[EXERCISE REQUIREMENTS]
In the material below, find each line that contains the word "ToolDefinition" and copy it.
─── INFORMATION SHOWN
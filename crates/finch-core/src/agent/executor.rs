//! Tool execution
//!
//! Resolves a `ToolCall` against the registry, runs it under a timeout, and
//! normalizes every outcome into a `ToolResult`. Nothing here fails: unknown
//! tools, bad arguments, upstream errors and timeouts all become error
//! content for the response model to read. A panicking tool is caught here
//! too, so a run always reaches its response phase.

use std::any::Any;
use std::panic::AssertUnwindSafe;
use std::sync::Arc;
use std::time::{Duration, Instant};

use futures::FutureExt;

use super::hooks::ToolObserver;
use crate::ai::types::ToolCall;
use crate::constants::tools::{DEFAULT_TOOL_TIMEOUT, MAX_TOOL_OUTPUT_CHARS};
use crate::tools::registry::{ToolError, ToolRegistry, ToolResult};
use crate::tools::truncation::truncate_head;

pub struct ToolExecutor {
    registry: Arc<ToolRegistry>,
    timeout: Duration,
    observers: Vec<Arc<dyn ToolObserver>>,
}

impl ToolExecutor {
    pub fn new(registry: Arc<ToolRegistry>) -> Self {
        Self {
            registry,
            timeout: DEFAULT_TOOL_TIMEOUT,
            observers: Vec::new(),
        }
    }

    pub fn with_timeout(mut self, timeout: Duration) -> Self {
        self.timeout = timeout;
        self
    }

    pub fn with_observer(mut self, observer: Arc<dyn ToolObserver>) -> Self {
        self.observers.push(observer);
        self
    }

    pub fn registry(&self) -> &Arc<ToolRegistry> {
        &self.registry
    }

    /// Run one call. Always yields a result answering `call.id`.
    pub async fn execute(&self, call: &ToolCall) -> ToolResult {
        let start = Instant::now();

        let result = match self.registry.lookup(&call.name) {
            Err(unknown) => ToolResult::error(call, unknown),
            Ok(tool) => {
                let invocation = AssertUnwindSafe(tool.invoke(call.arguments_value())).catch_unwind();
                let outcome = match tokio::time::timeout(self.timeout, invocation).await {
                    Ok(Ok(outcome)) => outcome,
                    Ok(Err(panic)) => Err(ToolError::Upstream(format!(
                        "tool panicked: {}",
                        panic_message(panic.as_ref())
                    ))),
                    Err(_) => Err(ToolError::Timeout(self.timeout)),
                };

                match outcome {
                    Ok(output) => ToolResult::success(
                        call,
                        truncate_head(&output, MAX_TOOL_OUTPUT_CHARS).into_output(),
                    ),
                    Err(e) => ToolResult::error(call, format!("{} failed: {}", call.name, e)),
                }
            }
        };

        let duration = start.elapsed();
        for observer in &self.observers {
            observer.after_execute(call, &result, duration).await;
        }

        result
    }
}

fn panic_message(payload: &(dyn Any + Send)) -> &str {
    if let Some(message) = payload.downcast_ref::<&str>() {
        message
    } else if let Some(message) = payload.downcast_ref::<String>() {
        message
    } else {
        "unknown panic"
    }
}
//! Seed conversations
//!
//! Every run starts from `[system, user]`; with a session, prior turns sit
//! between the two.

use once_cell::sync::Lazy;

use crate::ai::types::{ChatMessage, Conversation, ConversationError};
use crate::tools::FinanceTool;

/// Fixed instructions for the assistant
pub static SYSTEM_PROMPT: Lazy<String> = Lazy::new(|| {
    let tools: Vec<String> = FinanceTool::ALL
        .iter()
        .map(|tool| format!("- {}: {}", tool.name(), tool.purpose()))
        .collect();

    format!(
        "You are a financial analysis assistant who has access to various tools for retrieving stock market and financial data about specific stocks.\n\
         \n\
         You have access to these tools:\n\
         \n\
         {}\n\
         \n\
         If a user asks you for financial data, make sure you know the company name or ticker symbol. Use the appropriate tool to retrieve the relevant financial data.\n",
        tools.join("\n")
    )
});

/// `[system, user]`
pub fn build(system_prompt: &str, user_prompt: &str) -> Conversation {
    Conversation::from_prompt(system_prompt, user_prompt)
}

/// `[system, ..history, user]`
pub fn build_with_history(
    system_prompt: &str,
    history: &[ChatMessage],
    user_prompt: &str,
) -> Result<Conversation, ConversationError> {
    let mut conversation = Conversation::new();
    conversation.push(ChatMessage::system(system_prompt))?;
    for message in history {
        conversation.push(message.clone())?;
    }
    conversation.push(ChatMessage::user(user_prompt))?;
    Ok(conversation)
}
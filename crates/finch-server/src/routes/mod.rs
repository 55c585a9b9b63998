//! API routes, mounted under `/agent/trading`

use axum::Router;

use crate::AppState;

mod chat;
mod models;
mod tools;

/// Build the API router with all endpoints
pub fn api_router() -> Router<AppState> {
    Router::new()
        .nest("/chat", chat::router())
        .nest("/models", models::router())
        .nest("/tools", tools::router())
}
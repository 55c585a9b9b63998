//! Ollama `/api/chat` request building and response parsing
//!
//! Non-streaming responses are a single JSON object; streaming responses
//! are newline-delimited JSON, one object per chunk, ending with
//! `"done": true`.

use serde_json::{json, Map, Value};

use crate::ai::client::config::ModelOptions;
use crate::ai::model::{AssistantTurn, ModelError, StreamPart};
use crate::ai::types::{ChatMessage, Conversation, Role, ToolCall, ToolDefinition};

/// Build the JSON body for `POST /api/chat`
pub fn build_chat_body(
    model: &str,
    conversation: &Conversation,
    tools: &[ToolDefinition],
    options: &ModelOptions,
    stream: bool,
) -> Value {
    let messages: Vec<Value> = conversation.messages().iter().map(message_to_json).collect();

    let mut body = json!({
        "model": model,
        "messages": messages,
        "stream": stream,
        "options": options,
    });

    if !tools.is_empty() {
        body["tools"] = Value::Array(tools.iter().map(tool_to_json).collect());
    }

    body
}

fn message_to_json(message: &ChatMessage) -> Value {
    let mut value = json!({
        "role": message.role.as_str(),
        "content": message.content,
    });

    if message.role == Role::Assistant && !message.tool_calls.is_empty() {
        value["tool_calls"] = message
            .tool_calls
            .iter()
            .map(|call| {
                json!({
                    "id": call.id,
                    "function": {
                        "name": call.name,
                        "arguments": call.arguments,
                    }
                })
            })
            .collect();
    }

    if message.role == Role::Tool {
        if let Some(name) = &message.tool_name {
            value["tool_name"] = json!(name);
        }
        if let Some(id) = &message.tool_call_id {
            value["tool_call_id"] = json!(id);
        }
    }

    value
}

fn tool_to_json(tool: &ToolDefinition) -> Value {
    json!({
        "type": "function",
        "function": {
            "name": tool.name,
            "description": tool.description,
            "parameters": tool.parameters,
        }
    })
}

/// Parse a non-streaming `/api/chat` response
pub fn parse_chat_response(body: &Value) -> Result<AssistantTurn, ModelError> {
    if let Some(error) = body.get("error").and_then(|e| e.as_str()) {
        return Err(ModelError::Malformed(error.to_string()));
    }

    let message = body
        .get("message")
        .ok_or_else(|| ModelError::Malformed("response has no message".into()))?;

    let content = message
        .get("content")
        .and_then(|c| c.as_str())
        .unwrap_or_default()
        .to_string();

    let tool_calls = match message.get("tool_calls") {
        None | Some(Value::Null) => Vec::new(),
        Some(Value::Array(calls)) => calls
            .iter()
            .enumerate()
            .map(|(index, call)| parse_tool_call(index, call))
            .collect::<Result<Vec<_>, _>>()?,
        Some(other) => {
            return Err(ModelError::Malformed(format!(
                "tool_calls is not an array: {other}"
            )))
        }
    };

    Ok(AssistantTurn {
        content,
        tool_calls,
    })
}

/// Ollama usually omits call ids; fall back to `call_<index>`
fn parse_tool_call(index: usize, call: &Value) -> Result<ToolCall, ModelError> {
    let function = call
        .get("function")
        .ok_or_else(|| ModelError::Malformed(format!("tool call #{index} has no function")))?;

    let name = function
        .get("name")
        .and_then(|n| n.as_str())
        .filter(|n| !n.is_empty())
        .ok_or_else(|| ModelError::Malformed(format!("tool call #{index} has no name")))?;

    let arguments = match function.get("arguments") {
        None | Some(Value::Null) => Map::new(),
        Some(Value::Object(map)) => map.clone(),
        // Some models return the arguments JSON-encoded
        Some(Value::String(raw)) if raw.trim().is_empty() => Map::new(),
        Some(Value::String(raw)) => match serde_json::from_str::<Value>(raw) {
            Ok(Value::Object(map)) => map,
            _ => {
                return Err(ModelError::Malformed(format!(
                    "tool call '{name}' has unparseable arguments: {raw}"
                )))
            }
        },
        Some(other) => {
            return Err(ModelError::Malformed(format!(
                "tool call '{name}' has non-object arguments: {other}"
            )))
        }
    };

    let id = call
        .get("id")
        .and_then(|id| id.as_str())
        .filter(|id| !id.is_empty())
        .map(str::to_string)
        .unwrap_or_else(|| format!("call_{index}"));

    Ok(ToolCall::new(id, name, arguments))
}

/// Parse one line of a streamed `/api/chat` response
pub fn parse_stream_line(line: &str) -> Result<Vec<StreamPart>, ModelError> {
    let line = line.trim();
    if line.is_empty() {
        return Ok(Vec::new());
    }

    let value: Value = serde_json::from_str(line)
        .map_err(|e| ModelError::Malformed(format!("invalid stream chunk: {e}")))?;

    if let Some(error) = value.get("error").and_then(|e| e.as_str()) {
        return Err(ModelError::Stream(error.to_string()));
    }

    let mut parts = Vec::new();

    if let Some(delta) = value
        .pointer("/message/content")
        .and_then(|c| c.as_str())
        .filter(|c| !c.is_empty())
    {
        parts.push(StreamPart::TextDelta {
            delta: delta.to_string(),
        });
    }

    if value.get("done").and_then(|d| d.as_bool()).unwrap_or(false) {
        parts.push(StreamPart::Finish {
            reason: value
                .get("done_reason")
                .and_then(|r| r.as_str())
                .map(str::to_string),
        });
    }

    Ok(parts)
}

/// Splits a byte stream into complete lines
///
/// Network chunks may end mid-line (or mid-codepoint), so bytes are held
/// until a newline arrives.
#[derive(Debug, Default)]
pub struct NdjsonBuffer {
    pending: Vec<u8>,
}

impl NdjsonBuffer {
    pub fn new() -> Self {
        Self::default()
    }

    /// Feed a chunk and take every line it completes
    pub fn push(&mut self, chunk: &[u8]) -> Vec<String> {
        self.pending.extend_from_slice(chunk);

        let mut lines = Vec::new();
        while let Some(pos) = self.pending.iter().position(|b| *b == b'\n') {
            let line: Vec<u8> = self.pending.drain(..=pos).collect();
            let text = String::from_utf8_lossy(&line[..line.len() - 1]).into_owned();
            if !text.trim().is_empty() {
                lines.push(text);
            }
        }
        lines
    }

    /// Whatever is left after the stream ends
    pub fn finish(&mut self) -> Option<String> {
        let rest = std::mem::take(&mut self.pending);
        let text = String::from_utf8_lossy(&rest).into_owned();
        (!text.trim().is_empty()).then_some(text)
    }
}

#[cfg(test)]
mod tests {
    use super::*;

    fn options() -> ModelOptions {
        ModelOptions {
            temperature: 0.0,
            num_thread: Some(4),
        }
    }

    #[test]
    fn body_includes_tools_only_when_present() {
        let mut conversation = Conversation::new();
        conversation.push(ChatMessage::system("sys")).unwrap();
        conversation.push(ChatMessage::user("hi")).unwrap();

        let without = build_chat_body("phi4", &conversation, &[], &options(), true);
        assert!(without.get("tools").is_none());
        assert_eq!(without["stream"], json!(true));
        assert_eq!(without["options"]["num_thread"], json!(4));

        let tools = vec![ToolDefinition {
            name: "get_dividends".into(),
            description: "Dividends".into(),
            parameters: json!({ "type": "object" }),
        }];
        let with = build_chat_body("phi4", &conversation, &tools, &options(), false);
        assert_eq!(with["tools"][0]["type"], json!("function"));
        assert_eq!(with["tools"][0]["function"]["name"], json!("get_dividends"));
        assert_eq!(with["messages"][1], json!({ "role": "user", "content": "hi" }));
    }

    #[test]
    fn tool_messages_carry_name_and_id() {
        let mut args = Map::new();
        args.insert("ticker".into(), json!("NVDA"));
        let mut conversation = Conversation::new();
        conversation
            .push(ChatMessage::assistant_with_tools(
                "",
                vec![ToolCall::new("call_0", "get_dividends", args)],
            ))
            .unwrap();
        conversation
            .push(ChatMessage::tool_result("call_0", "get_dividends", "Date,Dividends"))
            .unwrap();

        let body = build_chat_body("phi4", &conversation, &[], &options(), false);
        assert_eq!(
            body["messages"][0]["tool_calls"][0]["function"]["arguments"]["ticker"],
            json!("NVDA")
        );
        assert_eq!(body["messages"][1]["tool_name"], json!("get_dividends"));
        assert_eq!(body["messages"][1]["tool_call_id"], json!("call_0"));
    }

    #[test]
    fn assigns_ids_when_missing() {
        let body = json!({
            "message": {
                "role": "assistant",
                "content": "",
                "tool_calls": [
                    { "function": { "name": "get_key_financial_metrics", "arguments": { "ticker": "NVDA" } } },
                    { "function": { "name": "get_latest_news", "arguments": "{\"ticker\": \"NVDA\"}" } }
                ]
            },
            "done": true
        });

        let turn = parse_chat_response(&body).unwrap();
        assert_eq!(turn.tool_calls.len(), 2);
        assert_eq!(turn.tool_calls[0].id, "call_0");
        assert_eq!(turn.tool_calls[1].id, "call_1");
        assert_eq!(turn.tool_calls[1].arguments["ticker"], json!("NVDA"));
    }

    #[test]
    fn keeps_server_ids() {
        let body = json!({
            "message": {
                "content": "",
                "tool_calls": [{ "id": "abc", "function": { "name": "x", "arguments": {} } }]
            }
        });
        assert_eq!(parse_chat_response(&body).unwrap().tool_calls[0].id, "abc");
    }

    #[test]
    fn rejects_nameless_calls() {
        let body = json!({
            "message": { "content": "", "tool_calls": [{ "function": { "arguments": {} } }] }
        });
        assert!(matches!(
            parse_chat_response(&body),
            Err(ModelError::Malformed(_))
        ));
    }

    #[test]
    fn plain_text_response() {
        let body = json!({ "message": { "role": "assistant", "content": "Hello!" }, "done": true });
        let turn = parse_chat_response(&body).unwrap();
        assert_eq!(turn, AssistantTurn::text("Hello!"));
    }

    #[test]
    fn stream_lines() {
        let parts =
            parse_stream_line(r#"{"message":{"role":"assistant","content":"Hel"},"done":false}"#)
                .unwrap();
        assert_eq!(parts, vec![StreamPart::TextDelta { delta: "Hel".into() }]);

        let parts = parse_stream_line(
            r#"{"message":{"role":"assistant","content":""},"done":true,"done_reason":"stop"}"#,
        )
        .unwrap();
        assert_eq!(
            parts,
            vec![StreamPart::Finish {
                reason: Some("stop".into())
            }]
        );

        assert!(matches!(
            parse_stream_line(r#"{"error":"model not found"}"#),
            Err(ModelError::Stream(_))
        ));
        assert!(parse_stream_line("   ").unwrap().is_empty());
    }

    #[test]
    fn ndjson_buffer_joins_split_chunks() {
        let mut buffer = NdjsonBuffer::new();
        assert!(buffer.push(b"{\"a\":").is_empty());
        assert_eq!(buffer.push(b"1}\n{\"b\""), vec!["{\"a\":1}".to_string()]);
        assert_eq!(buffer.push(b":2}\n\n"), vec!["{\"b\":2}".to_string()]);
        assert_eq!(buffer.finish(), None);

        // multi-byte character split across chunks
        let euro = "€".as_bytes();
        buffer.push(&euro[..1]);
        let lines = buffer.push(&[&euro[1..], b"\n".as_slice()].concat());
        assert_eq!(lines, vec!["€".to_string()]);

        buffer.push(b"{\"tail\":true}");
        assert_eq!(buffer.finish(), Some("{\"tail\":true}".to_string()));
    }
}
──────
[SOLVED PROBLEM]
use crate::ai::types::{ChatMessage, Conversation, Role, ToolCall, ToolDefinition};
    tools: &[ToolDefinition],
fn tool_to_json(tool: &ToolDefinition) -> Value {
        let tools = vec![ToolDefinition {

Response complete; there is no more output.